In the actual Huffington Post interview, Clinton was asked about her opinion on legislation mandating that women register for the draft. "I do support that," Clinton responded. Cue the #DraftOurDaughters explosion (albeit four months late to the party).
However, the United States has operated with an all-volunteer military since 1973, and that's not something Clinton wants to change, a fact that #DraftOurDaughter tweets have willfully ignored. "I am on record as supporting the all-volunteer military," Clinton said during that same Huffington Post interview, "which I think at this time does serve our country well."
It's a view she's held for awhile, as well. In February, at a town hall forum in New Hampshire, Clinton explained, according to a YouTube video:
From my perspective, the all-volunteer military has worked, and we should not do anything that undermines it because it has provided a solid core of people who are willing to serve our country. The idea of having everybody register concerns me a little bit, unless we have a better idea of where that's going to come out. ... I have a hard time imagining the kind of national emergency that would require the use of the Selective Service system.
To me, that sounds like a perfectly rational, gender-equal approach to a country's military, and one that's not being taken into consideration in these #DraftOurDaughter tweets. If you look at the images being used, there's several massive errors to them. First of all, since when does the draft mean a child militia? Second, since when would a mother on maternity leave be sent to war? (Paid maternity leave in the military currently sits at 12 weeks, according to The Washington Post.)
Third, how can we ask only half of our population to sign up for the draft? That's entirely unfair to men across the United States, and asking women to do the same proves that feminism is a force that helps both genders. Daughters are not anymore fragile than sons, and having to watch either go to war would be an excruciating experience for parents.
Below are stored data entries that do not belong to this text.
//! Fixed-width 5x7 bitmap font for printable ASCII.
//!
//! Glyphs are stored column-major, five bytes per character, bit 0 being the
//! top row. Each glyph sits in a 6x8 cell so consecutive characters keep one
//! blank column and one blank row between them.

/// Width of a character cell in pixels, at magnification 1.
pub const CELL_WIDTH: u32 = 6;
/// Height of a character cell in pixels, at magnification 1.
pub const CELL_HEIGHT: u32 = 8;
/// Glyph columns with ink.
pub const GLYPH_COLUMNS: u32 = 5;
/// Glyph rows with ink.
pub const GLYPH_ROWS: u32 = 7;

const FIRST: u8 = b' ';
const LAST: u8 = b'~';

#[rustfmt::skip]
const GLYPHS: [[u8; 5]; 95] = [
    [0x00, 0x00, 0x00, 0x00, 0x00], // ' '
    [0x00, 0x00, 0x5F, 0x00, 0x00], // !
    [0x00, 0x07, 0x00, 0x07, 0x00], // "
    [0x14, 0x7F, 0x14, 0x7F, 0x14], // #
    [0x24, 0x2A, 0x7F, 0x2A, 0x12], // $
    [0x23, 0x13, 0x08, 0x64, 0x62], // %
    [0x36, 0x49, 0x55, 0x22, 0x50], // &
    [0x00, 0x05, 0x03, 0x00, 0x00], // '
    [0x00, 0x1C, 0x22, 0x41, 0x00], // (
    [0x00, 0x41, 0x22, 0x1C, 0x00], // )
    [0x08, 0x2A, 0x1C, 0x2A, 0x08], // *
    [0x08, 0x08, 0x3E, 0x08, 0x08], // +
    [0x00, 0x50, 0x30, 0x00, 0x00], // ,
    [0x08, 0x08, 0x08, 0x08, 0x08], // -
    [0x00, 0x60, 0x60, 0x00, 0x00], // .
    [0x20, 0x10, 0x08, 0x04, 0x02], // /
    [0x3E, 0x51, 0x49, 0x45, 0x3E], // 0
    [0x00, 0x42, 0x7F, 0x40, 0x00], // 1
    [0x42, 0x61, 0x51, 0x49, 0x46], // 2
    [0x21, 0x41, 0x45, 0x4B, 0x31], // 3
    [0x18, 0x14, 0x12, 0x7F, 0x10], // 4
    [0x27, 0x45, 0x45, 0x45, 0x39], // 5
    [0x3C, 0x4A, 0x49, 0x49, 0x30], // 6
    [0x01, 0x71, 0x09, 0x05, 0x03], // 7
    [0x36, 0x49, 0x49, 0x49, 0x36], // 8
    [0x06, 0x49, 0x49, 0x29, 0x1E], // 9
    [0x00, 0x36, 0x36, 0x00, 0x00], // :
    [0x00, 0x56, 0x36, 0x00, 0x00], // ;
    [0x08, 0x14, 0x22, 0x41, 0x00], // <
    [0x14, 0x14, 0x14, 0x14, 0x14], // =
    [0x00, 0x41, 0x22, 0x14, 0x08], // >
    [0x02, 0x01, 0x51, 0x09, 0x06], // ?
    [0x32, 0x49, 0x79, 0x41, 0x3E], // @
    [0x7E, 0x11, 0x11, 0x11, 0x7E], // A
    [0x7F, 0x49, 0x49, 0x49, 0x36], // B
    [0x3E, 0x41, 0x41, 0x41, 0x22], // C
    [0x7F, 0x41, 0x41, 0x22, 0x1C], // D
    [0x7F, 0x49, 0x49, 0x49, 0x41], // E
    [0x7F, 0x09, 0x09, 0x09, 0x01], // F
    [0x3E, 0x41, 0x49, 0x49, 0x7A], // G
    [0x7F, 0x08, 0x08, 0x08, 0x7F], // H
    [0x00, 0x41, 0x7F, 0x41, 0x00], // I
    [0x20, 0x40, 0x41, 0x3F, 0x01], // J
    [0x7F, 0x08, 0x14, 0x22, 0x41], // K
    [0x7F, 0x40, 0x40, 0x40, 0x40], // L
    [0x7F, 0x02, 0x0C, 0x02, 0x7F], // M
    [0x7F, 0x04, 0x08, 0x10, 0x7F], // N
    [0x3E, 0x41, 0x41, 0x41, 0x3E], // O
    [0x7F, 0x09, 0x09, 0x09, 0x06], // P
    [0x3E, 0x41, 0x51, 0x21, 0x5E], // Q
    [0x7F, 0x09, 0x19, 0x29, 0x46], // R
    [0x46, 0x49, 0x49, 0x49, 0x31], // S
    [0x01, 0x01, 0x7F, 0x01, 0x01], // T
    [0x3F, 0x40, 0x40, 0x40, 0x3F], // U
    [0x1F, 0x20, 0x40, 0x20, 0x1F], // V
    [0x3F, 0x40, 0x38, 0x40, 0x3F], // W
    [0x63, 0x14, 0x08, 0x14, 0x63], // X
    [0x07, 0x08, 0x70, 0x08, 0x07], // Y
    [0x61, 0x51, 0x49, 0x45, 0x43], // Z
    [0x00, 0x7F, 0x41, 0x41, 0x00], // [
    [0x02, 0x04, 0x08, 0x10, 0x20], // backslash
    [0x00, 0x41, 0x41, 0x7F, 0x00], // ]
    [0x04, 0x02, 0x01, 0x02, 0x04], // ^
    [0x40, 0x40, 0x40, 0x40, 0x40], // _
    [0x00, 0x01, 0x02, 0x04, 0x00], // `
    [0x20, 0x54, 0x54, 0x54, 0x78], // a
    [0x7F, 0x48, 0x44, 0x44, 0x38], // b
    [0x38, 0x44, 0x44, 0x44, 0x20], // c
    [0x38, 0x44, 0x44, 0x48, 0x7F], // d
    [0x38, 0x54, 0x54, 0x54, 0x18], // e
    [0x08, 0x7E, 0x09, 0x01, 0x02], // f
    [0x0C, 0x52, 0x52, 0x52, 0x3E], // g
    [0x7F, 0x08, 0x04, 0x04, 0x78], // h
    [0x00, 0x44, 0x7D, 0x40, 0x00], // i
    [0x20, 0x40, 0x44, 0x3D, 0x00], // j
    [0x7F, 0x10, 0x28, 0x44, 0x00], // k
    [0x00, 0x41, 0x7F, 0x40, 0x00], // l
    [0x7C, 0x04, 0x18, 0x04, 0x78], // m
    [0x7C, 0x08, 0x04, 0x04, 0x78], // n
    [0x38, 0x44, 0x44, 0x44, 0x38], // o
    [0x7C, 0x14, 0x14, 0x14, 0x08], // p
    [0x08, 0x14, 0x14, 0x18, 0x7C], // q
    [0x7C, 0x08, 0x04, 0x04, 0x08], // r
    [0x48, 0x54, 0x54, 0x54, 0x20], // s
    [0x04, 0x3F, 0x44, 0x40, 0x20], // t
    [0x3C, 0x40, 0x40, 0x20, 0x7C], // u
    [0x1C, 0x20, 0x40, 0x20, 0x1C], // v
    [0x3C, 0x40, 0x30, 0x40, 0x3C], // w
    [0x44, 0x28, 0x10, 0x28, 0x44], // x
    [0x0C, 0x50, 0x50, 0x50, 0x3C], // y
    [0x44, 0x64, 0x54, 0x4C, 0x44], // z
    [0x00, 0x08, 0x36, 0x41, 0x00], // {
    [0x00, 0x00, 0x7F, 0x00, 0x00], // |
    [0x00, 0x41, 0x36, 0x08, 0x00], // }
    [0x08, 0x04, 0x08, 0x10, 0x08], // ~
];

/// Column bitmaps for `c`. Characters outside printable ASCII render as `?`.
pub fn glyph(c: char) -> &'static [u8; 5] {
    let byte = u8::try_from(c)
        .ok()
        .filter(|b| (FIRST..=LAST).contains(b))
        .unwrap_or(b'?');
    &GLYPHS[usize::from(byte - FIRST)]
}

/// Whether the glyph for `c` has ink at `(col, row)`.
pub fn ink(c: char, col: u32, row: u32) -> bool {
    col < GLYPH_COLUMNS && row < GLYPH_ROWS && glyph(c)[col as usize] & (1 << row) != 0
}

/// Width in pixels of `text` stamped at `magnification`.
pub fn text_width(text: &str, magnification: u32) -> u32 {
    let chars = u32::try_from(text.chars().count()).unwrap_or(u32::MAX);
    chars.saturating_mul(CELL_WIDTH).saturating_mul(magnification)
}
As history professor Ruth Ben-Ghiat wrote for CNN, "Equal rights brings with it equal duties. ... Selective Service registration should be no different."
The other important argument to take into consideration here is that Clinton does not support the draft — and 80 percent of Americans agree with her, according to a Gallup poll. The all-volunteer military has worked well for Americans, and the military offers plenty of job benefits to those who sign up for it. Very few people actually want to send unwilling people to war, and barring a disaster, that's unlikely to change.
However, if it does, it makes sense that a gender-equal society would send both men and women (and, unlike some of the #DraftOurDaughters tweets would have you believe, they would all be fully-grown adults) to defend the country.